> [Problem]:
Which lines below include "contains"? Copy them all.
[[ Input open ]]
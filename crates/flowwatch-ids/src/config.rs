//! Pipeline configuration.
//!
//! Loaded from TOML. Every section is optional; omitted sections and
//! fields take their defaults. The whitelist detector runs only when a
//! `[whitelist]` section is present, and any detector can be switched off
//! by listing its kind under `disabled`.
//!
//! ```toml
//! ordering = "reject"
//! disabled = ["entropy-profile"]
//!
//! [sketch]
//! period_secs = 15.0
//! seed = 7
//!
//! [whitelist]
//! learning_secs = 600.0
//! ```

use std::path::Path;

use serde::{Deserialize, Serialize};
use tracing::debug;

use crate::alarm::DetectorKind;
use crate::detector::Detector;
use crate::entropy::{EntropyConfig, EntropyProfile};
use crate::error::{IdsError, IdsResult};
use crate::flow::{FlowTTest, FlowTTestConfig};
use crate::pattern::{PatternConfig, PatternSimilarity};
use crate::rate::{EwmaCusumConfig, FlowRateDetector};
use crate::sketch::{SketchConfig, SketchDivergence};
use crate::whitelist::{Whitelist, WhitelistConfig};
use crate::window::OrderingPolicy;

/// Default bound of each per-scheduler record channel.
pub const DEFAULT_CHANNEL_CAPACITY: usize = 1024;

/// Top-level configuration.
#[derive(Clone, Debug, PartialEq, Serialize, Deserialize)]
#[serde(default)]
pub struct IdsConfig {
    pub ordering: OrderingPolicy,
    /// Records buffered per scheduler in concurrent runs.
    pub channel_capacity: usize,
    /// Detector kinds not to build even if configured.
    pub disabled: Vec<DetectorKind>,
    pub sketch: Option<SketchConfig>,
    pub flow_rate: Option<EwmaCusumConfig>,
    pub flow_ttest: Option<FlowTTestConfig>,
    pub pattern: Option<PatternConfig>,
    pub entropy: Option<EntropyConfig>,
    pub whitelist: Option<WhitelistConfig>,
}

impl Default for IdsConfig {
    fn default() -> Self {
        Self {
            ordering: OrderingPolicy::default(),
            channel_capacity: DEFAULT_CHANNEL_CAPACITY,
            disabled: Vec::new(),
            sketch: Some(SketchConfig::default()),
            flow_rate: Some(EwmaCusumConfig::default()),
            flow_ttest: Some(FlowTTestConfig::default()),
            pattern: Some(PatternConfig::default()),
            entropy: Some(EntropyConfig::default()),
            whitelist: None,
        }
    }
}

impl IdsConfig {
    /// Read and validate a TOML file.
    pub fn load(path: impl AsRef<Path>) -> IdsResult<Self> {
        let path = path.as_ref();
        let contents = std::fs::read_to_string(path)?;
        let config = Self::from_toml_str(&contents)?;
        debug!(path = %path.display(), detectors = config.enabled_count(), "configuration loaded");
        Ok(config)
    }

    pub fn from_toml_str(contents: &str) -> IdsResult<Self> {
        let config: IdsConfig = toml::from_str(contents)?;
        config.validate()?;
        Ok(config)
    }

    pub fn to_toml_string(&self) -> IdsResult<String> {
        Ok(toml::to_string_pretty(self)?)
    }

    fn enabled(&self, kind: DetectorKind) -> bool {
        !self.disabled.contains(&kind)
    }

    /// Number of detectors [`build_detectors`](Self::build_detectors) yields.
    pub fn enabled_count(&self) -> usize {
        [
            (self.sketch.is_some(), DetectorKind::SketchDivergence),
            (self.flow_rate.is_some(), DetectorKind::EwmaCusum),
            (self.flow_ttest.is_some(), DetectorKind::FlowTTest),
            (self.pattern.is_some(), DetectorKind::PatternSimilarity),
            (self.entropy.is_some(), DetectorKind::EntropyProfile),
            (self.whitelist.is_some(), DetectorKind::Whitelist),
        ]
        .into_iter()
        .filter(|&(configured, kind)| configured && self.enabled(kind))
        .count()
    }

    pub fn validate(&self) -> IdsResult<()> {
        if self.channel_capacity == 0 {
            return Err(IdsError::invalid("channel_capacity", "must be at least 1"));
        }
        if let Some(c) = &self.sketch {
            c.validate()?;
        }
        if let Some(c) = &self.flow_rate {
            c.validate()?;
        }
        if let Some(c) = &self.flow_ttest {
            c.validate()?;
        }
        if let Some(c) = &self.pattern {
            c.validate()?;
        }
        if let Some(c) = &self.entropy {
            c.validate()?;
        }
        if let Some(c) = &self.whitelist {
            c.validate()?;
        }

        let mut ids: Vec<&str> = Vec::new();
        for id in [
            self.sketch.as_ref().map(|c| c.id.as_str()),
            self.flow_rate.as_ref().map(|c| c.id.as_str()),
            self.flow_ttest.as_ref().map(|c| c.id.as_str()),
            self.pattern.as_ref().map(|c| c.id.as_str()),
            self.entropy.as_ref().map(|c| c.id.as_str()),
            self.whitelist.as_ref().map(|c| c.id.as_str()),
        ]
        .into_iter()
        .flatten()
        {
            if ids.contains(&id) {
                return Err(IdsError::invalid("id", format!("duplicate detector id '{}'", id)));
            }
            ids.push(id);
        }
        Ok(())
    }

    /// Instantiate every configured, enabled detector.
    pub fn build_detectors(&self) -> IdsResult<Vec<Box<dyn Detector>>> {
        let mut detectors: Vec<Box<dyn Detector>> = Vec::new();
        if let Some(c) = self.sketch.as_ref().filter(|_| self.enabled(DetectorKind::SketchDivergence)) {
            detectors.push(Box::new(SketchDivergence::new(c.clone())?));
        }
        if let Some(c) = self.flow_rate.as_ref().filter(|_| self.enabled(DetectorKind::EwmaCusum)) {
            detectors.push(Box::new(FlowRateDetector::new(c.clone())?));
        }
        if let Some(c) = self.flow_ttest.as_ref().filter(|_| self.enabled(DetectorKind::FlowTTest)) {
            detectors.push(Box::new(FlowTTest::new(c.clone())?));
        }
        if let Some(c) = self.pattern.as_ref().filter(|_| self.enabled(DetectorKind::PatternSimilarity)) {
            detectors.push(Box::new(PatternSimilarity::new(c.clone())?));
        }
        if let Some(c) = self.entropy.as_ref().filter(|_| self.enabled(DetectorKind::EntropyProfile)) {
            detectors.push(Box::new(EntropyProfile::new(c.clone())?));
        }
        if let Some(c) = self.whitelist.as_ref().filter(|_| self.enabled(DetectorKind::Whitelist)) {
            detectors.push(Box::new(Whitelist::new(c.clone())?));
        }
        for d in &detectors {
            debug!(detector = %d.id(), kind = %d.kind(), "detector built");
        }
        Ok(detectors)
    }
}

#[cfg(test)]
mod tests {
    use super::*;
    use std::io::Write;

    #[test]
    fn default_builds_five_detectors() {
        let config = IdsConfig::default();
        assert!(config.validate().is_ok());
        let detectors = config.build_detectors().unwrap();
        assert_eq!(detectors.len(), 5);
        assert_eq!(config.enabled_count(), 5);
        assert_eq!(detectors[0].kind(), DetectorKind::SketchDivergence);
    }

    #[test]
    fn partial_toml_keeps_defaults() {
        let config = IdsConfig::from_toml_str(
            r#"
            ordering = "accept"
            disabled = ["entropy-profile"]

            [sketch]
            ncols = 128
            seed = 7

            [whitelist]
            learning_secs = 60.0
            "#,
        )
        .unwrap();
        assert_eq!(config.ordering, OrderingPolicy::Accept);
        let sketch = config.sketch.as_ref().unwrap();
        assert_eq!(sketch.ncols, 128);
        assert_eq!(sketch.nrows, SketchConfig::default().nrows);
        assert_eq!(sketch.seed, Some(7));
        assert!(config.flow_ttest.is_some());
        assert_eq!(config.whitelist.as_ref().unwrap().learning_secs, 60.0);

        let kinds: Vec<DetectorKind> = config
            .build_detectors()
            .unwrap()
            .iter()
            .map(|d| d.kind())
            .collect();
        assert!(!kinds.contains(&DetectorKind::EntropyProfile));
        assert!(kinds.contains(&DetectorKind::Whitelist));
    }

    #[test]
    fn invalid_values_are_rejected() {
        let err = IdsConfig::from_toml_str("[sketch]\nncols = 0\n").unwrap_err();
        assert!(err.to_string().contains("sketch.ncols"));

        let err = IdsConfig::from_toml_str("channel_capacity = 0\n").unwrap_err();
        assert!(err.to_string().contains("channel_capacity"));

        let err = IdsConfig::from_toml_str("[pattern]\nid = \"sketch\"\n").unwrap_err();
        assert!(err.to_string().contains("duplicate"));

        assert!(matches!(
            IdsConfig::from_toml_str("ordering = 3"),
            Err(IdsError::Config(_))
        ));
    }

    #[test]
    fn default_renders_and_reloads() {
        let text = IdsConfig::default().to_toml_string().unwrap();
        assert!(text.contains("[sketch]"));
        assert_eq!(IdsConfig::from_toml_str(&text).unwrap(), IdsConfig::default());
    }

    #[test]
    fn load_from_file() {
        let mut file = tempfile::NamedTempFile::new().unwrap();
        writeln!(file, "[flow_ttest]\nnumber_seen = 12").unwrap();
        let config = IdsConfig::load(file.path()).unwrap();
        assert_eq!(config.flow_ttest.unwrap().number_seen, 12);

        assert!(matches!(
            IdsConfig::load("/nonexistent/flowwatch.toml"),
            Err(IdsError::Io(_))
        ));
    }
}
[[ Input closed ]]
> [Output for this exercise]:
        !self.disabled.contains(&kind)
            if ids.contains(&id) {
        assert!(!kinds.contains(&DetectorKind::EntropyProfile));
        assert!(kinds.contains(&DetectorKind::Whitelist));
        assert!(err.to_string().contains("sketch.ncols"));
        assert!(err.to_string().contains("channel_capacity"));
        assert!(err.to_string().contains("duplicate"));
        assert!(text.contains("[sketch]"));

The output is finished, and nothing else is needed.